_To do_.
Could you repeat, word for word, every line from the one containing "tokio::time::sleep(Duration::from_millis(100)).await;" through the final line of the records below, and nothing else?

Extracted records
↓

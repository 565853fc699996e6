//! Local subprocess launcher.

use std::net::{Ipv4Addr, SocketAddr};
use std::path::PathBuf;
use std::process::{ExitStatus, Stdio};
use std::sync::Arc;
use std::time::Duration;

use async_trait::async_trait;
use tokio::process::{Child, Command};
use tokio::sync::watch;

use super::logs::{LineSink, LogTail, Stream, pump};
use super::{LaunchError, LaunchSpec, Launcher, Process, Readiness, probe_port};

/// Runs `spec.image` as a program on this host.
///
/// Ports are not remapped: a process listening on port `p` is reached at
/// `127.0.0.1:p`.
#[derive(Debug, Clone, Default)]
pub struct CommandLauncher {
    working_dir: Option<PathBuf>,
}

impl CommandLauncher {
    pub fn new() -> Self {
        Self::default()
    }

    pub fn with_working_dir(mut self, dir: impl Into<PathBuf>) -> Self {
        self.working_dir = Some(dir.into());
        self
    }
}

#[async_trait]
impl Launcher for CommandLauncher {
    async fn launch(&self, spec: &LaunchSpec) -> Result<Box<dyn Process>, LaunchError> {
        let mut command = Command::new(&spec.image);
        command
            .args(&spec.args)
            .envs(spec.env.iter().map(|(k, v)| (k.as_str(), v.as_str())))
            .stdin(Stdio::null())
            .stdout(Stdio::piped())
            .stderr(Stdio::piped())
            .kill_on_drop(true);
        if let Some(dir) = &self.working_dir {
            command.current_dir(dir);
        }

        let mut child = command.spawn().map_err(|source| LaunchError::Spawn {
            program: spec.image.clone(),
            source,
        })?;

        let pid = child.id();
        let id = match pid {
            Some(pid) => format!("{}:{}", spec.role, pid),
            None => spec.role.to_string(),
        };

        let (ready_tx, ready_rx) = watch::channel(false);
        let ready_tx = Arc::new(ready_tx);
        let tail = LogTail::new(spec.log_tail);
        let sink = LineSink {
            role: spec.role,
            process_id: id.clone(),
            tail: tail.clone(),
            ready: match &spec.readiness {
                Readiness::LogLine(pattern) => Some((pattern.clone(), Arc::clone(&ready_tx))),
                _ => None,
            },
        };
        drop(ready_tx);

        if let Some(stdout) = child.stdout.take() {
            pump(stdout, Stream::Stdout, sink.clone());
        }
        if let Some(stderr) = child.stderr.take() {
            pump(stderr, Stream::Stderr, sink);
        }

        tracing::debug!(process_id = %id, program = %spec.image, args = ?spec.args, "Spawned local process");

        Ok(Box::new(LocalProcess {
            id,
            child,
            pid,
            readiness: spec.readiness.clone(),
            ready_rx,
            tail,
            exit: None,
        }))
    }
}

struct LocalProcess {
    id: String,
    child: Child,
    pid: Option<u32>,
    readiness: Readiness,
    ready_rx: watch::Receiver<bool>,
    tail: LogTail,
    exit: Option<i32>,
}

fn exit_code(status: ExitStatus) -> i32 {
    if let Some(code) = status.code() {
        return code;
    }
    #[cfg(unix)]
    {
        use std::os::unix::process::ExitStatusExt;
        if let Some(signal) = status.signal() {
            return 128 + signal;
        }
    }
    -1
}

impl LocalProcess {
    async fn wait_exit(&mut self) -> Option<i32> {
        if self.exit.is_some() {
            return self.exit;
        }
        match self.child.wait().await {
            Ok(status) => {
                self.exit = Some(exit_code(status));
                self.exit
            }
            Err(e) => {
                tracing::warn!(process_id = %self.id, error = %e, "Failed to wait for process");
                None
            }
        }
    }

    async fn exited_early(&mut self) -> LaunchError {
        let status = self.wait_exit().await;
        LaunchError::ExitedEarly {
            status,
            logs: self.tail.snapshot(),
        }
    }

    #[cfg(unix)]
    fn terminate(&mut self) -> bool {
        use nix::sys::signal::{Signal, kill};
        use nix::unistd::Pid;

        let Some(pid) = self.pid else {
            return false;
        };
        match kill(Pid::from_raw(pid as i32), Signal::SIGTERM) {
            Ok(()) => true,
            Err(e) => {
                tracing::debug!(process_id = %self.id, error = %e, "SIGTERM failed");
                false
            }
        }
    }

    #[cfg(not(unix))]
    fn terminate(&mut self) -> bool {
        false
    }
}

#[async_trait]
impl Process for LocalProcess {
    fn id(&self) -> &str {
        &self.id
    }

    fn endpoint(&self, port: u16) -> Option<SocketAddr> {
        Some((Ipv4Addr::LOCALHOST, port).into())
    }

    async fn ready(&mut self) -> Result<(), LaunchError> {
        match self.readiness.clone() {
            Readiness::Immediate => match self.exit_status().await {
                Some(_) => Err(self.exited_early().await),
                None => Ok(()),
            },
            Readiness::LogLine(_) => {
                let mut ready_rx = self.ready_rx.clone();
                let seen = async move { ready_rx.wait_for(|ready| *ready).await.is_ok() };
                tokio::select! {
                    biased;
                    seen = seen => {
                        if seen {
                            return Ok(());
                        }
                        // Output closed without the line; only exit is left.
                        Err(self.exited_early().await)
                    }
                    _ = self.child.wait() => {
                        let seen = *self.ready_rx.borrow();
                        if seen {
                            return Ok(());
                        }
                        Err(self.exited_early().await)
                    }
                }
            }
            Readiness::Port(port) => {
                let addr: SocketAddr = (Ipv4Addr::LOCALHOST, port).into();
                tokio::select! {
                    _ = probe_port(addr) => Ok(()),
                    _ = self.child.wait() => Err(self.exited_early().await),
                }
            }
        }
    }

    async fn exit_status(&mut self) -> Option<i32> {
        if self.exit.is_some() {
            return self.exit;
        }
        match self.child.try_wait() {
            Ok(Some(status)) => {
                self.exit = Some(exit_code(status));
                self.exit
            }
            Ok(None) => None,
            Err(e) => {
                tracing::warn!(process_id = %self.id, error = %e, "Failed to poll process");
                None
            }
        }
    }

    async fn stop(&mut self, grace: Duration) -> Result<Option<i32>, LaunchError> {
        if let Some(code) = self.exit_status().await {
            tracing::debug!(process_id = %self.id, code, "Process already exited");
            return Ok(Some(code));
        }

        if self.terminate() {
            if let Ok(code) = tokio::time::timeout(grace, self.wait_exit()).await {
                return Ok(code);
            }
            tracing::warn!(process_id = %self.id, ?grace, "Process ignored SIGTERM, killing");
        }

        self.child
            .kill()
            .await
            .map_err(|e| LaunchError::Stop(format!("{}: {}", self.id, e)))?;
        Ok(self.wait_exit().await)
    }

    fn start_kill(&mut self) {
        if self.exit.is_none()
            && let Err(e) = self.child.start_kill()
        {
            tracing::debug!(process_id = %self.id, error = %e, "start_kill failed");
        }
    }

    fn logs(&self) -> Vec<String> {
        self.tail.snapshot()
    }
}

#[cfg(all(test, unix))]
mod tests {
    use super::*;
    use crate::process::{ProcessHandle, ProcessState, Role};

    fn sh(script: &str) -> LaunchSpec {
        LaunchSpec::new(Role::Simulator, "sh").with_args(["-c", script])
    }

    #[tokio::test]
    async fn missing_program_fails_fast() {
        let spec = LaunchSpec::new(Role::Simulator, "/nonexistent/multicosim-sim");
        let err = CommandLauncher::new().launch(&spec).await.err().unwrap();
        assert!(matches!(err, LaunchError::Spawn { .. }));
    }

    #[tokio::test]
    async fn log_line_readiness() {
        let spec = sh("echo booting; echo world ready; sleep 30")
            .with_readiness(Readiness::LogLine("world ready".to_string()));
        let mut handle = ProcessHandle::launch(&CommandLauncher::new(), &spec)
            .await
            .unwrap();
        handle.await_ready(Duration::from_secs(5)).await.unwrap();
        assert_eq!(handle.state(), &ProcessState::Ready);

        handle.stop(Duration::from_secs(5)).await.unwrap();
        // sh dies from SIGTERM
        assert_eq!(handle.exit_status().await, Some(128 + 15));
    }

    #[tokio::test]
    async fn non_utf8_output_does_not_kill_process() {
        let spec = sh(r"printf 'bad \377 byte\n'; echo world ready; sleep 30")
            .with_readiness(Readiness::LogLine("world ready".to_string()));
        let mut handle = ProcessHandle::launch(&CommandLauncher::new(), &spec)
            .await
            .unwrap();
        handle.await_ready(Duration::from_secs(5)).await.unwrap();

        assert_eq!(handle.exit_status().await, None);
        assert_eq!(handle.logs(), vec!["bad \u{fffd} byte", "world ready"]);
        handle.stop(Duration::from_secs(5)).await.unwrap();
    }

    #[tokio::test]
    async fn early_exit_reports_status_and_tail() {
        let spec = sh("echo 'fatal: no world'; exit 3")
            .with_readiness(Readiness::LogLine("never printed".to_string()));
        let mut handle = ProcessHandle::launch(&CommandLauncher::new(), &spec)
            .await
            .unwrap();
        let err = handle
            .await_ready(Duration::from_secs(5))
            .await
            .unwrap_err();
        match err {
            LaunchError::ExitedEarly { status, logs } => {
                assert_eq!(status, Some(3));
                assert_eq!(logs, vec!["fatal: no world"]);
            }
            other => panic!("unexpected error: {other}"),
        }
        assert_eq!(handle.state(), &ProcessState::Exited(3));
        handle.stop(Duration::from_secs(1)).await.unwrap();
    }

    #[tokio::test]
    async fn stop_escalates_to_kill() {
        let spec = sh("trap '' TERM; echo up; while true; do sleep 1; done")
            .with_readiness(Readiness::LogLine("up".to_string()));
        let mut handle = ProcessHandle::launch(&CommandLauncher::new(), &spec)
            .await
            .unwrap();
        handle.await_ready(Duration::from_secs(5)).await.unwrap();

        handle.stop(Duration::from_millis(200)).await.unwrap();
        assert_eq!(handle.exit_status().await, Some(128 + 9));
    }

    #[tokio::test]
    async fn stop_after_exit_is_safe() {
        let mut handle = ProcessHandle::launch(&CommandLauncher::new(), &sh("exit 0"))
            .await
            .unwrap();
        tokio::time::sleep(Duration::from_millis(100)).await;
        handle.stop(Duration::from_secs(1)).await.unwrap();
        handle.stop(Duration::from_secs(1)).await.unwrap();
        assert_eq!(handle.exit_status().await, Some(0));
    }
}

↑

_Solution_.
        tokio::time::sleep(Duration::from_millis(100)).await;
        handle.stop(Duration::from_secs(1)).await.unwrap();
        handle.stop(Duration::from_secs(1)).await.unwrap();
        assert_eq!(handle.exit_status().await, Some(0));
    }
}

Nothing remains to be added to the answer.